Division of Medical Ethics, Weill Cornell Medical College, 435 East 70th Street, Suite 4-J, New York, NY 10021, USA.
Coma Science Group, Cyclotron Research Centre and Neurology Department, University and University Hospital of Liège, Sart Tilman B30, 4000 Liège, Belgium.
Feil Family Brain and Mind Research Institute, Weill Cornell Medical College, 1300 York Avenue, New York, NY 10065, USA.

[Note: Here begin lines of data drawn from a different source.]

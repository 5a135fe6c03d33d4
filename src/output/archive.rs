use std::collections::BTreeSet;
use std::fs::{self, File};
use std::io::{self, Write};
use std::path::{Path, PathBuf};

use flate2::write::GzEncoder;
use flate2::Compression;
use tracing::{debug, info};
use zip::write::SimpleFileOptions;
use zip::{CompressionMethod, ZipWriter};

use super::OutputError;

/// Container formats for bundling artifacts.
#[derive(Clone, Copy, Debug, PartialEq, Eq, PartialOrd, Ord, Hash)]
pub enum ArchiveKind {
    TarGzip,
    Zip,
}

impl ArchiveKind {
    pub fn extension(self) -> &'static str {
        match self {
            ArchiveKind::TarGzip => "tar.gz",
            ArchiveKind::Zip => "zip",
        }
    }

    pub fn archive_path(self, dir: &Path, base_name: &str) -> PathBuf {
        dir.join(format!("{}.{}", base_name, self.extension()))
    }
}

/// Bundle the existing `candidates` into one archive per requested kind and
/// then delete the loose files.
///
/// Every archive receives the full candidate set; loose files are removed
/// only after all archives are written. Candidates that do not exist are
/// skipped, and nothing is produced when none exist. Members are stored under
/// their file name. `on_archived` is called for each archive once it is
/// complete.
pub fn package(
    kinds: &BTreeSet<ArchiveKind>,
    base_name: &str,
    dir: &Path,
    candidates: &[PathBuf],
    on_archived: &mut dyn FnMut(&Path),
) -> Result<Vec<PathBuf>, OutputError> {
    if kinds.is_empty() {
        return Ok(Vec::new());
    }

    let present: Vec<&PathBuf> = candidates.iter().filter(|path| path.exists()).collect();
    if present.is_empty() {
        debug!("no artifacts on disk; skipping archive creation");
        return Ok(Vec::new());
    }

    let mut archives = Vec::with_capacity(kinds.len());
    for kind in kinds {
        let archive_path = kind.archive_path(dir, base_name);
        match kind {
            ArchiveKind::TarGzip => write_tar_gz(&archive_path, &present)
                .map_err(|source| OutputError::Archive {
                    path: archive_path.clone(),
                    source,
                })?,
            ArchiveKind::Zip => write_zip(&archive_path, &present).map_err(|source| {
                OutputError::Zip {
                    path: archive_path.clone(),
                    source,
                }
            })?,
        }
        info!(path = %archive_path.display(), members = present.len(), "wrote archive");
        on_archived(&archive_path);
        archives.push(archive_path);
    }

    for path in present {
        fs::remove_file(path).map_err(|source| OutputError::Remove {
            path: path.clone(),
            source,
        })?;
        debug!(path = %path.display(), "removed archived file");
    }

    Ok(archives)
}

fn member_name(path: &Path) -> String {
    path.file_name()
        .map(|name| name.to_string_lossy().into_owned())
        .unwrap_or_else(|| path.to_string_lossy().into_owned())
}

fn write_tar_gz(archive_path: &Path, members: &[&PathBuf]) -> io::Result<()> {
    let file = File::create(archive_path)?;
    let mut builder = tar::Builder::new(GzEncoder::new(file, Compression::default()));
    for path in members {
        builder.append_path_with_name(path, member_name(path))?;
    }
    let encoder = builder.into_inner()?;
    encoder.finish()?.sync_all()
}

fn write_zip(archive_path: &Path, members: &[&PathBuf]) -> zip::result::ZipResult<()> {
    let file = File::create(archive_path)?;
    let mut zip = ZipWriter::new(file);
    let options = SimpleFileOptions::default().compression_method(CompressionMethod::Deflated);
    for path in members {
        let contents = fs::read(path)?;
        zip.start_file(member_name(path), options)?;
        zip.write_all(&contents)?;
    }
    zip.finish()?;
    Ok(())
}
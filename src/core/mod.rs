pub mod chat_client;
pub mod config;
pub mod conversation;
pub mod message;
pub mod session;
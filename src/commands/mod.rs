mod handlers;
mod registry;

pub use registry::{all_commands, find_command, Command, CommandInvocation};

use crate::core::session::ChatSession;

pub enum CommandResult {
    Continue,
    Exit,
    ProcessAsMessage(String),
}

/// Route a line of chat input to a directive, or hand it back as a prompt.
///
/// Unknown `/words` are treated as prompts.
pub fn process_input(session: &mut ChatSession, input: &str) -> CommandResult {
    let trimmed = input.trim();

    if !trimmed.starts_with('/') {
        return CommandResult::ProcessAsMessage(input.to_string());
    }

    let mut parts = trimmed[1..].splitn(2, char::is_whitespace);
    let command_name = match parts.next() {
        Some(name) if !name.is_empty() => name,
        _ => return CommandResult::ProcessAsMessage(input.to_string()),
    };
    let args = parts.next().unwrap_or("").trim();

    if let Some(command) = registry::find_command(command_name) {
        (command.handler)(session, CommandInvocation { args })
    } else {
        CommandResult::ProcessAsMessage(input.to_string())
    }
}

#[cfg(test)]
mod tests;
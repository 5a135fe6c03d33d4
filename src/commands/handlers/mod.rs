pub(super) mod core;
pub(super) mod io;

use crate::commands::CommandResult;
use crate::core::session::ChatSession;

pub(super) fn usage_status(session: &mut ChatSession, usage: &'static str) -> CommandResult {
    session.set_status(usage);
    CommandResult::Continue
}
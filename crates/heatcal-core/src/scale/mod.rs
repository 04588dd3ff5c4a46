//! Scale primitives mapping data domains onto pixel ranges.
//!
//! Three kinds, matching the three axes of the heatmap: a linear year scale
//! (x), a discrete band scale over the twelve months (y), and a quantize
//! scale from the temperature extent onto palette indices (fill).

mod band;
mod linear;
mod quantize;

pub use band::{MonthScale, MonthTick};
pub use linear::{YearScale, YearTick};
pub use quantize::QuantizeScale;

use thiserror::Error;

#[derive(Debug, Error, PartialEq)]
pub enum ScaleError {
    #[error("scale domain is empty")]
    EmptyDomain,

    #[error("viewport extent {0} must be finite and positive")]
    BadExtent(f64),

    #[error("padding {pad} must be non-negative and less than half the extent {extent}")]
    BadPadding { pad: f64, extent: f64 },

    #[error("quantize domain [{min}, {max}] must be finite with min <= max")]
    BadQuantizeDomain { min: f64, max: f64 },

    #[error("quantize scale needs at least one bucket")]
    ZeroBuckets,
}

/// Shared validation for a padded 1-D pixel range. Returns (start, end).
pub(crate) fn padded_range(
    extent: f64,
    pad_lo: f64,
    pad_hi: f64,
) -> Result<(f64, f64), ScaleError> {
    if !extent.is_finite() || extent <= 0.0 {
        return Err(ScaleError::BadExtent(extent));
    }
    for pad in [pad_lo, pad_hi] {
        if !pad.is_finite() || pad < 0.0 || pad >= extent / 2.0 {
            return Err(ScaleError::BadPadding { pad, extent });
        }
    }
    Ok((pad_lo, extent - pad_hi))
}

#[cfg(test)]
mod tests {
    use super::*;

    #[test]
    fn padded_range_rejects_oversized_padding() {
        assert!(padded_range(800.0, 60.0, 60.0).is_ok());
        assert_eq!(
            padded_range(800.0, 400.0, 60.0),
            Err(ScaleError::BadPadding { pad: 400.0, extent: 800.0 })
        );
        assert_eq!(
            padded_range(800.0, 60.0, -1.0),
            Err(ScaleError::BadPadding { pad: -1.0, extent: 800.0 })
        );
    }

    #[test]
    fn padded_range_rejects_degenerate_extent() {
        assert_eq!(padded_range(0.0, 0.0, 0.0), Err(ScaleError::BadExtent(0.0)));
        assert!(matches!(
            padded_range(f64::NAN, 0.0, 0.0),
            Err(ScaleError::BadExtent(_))
        ));
    }
}
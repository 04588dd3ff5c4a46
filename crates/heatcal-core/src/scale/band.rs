//! Discrete band scale over the twelve months for the y axis.

use crate::format::month_name;

use super::{padded_range, ScaleError};

pub const MONTHS: u8 = 12;

/// Splits the padded vertical range into twelve equal contiguous bands,
/// January on top. All bands share one bandwidth and together cover
/// `[top_pad, height - bottom_pad]` exactly.
#[derive(Debug, Clone, Copy, PartialEq)]
pub struct MonthScale {
    range_start: f64,
    bandwidth: f64,
}

/// A labelled tick on the month axis, positioned at the band center.
#[derive(Debug, Clone, Copy, PartialEq)]
pub struct MonthTick {
    pub month: u8,
    pub label: &'static str,
    pub center: f64,
}

impl MonthScale {
    pub fn new(height: f64, top_pad: f64, bottom_pad: f64) -> Result<Self, ScaleError> {
        let (range_start, range_end) = padded_range(height, top_pad, bottom_pad)?;
        Ok(Self {
            range_start,
            bandwidth: (range_end - range_start) / f64::from(MONTHS),
        })
    }

    /// Top offset of the band for `month` (1-indexed). The caller passes
    /// validated months; out-of-range input extrapolates linearly rather
    /// than panicking.
    #[inline]
    pub fn band(&self, month: u8) -> f64 {
        self.range_start + (f64::from(month) - 1.0) * self.bandwidth
    }

    #[inline]
    pub fn bandwidth(&self) -> f64 {
        self.bandwidth
    }

    /// Month-name ticks centered within each band, January first.
    pub fn ticks(&self) -> Vec<MonthTick> {
        (1..=MONTHS)
            .map(|month| MonthTick {
                month,
                label: month_name(month),
                center: self.band(month) + self.bandwidth / 2.0,
            })
            .collect()
    }
}

#[cfg(test)]
mod tests {
    use super::*;
    use approx::assert_relative_eq;

    #[test]
    fn bands_cover_padded_range_without_gaps() {
        let scale = MonthScale::new(500.0, 60.0, 60.0).unwrap();
        assert_relative_eq!(scale.band(1), 60.0);
        for month in 1..MONTHS {
            // Next band starts where the previous one ends.
            assert_relative_eq!(scale.band(month) + scale.bandwidth(), scale.band(month + 1));
        }
        assert_relative_eq!(scale.band(MONTHS) + scale.bandwidth(), 440.0);
    }

    #[test]
    fn bandwidth_is_one_twelfth_of_padded_height() {
        let scale = MonthScale::new(500.0, 60.0, 60.0).unwrap();
        assert_relative_eq!(scale.bandwidth(), 380.0 / 12.0);
    }

    #[test]
    fn ticks_ascend_from_january() {
        let scale = MonthScale::new(500.0, 60.0, 60.0).unwrap();
        let ticks = scale.ticks();
        assert_eq!(ticks.len(), 12);
        assert_eq!(ticks[0].label, "January");
        assert_eq!(ticks[11].label, "December");
        for pair in ticks.windows(2) {
            assert!(pair[0].center < pair[1].center);
        }
        assert_relative_eq!(ticks[0].center, 60.0 + 380.0 / 24.0);
    }

    #[test]
    fn oversized_padding_is_rejected() {
        assert!(matches!(
            MonthScale::new(500.0, 300.0, 60.0),
            Err(ScaleError::BadPadding { .. })
        ));
    }
}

The concept of consciousness continues to defy definition and elude the grasp of philosophical and scientific efforts to formulate a testable construct that maps to human experience. Severe acquired brain injury results in the dissolution of consciousness, providing a natural model from which key insights about consciousness may be drawn. In the clinical setting, neurologists and neurorehabilitation specialists are called on to discern the level of consciousness in patients who are unable to communicate through word or gesture, and to project outcomes and recommend approaches to treatment. Standards of care are not available to guide clinical decision-making for this population, often leading to inconsistent, inaccurate and inappropriate care. In this Review, we describe the state of the science with regard to clinical management of patients with prolonged disorders of consciousness. We review consciousness-altering pathophysiological mechanisms, specific clinical syndromes, and novel diagnostic and prognostic applications of advanced neuroimaging and electrophysiological procedures. We conclude with a provocative discussion of bioethical and medicolegal issues that are unique to this population and have a profound impact on care, as well as raising questions of broad societal interest.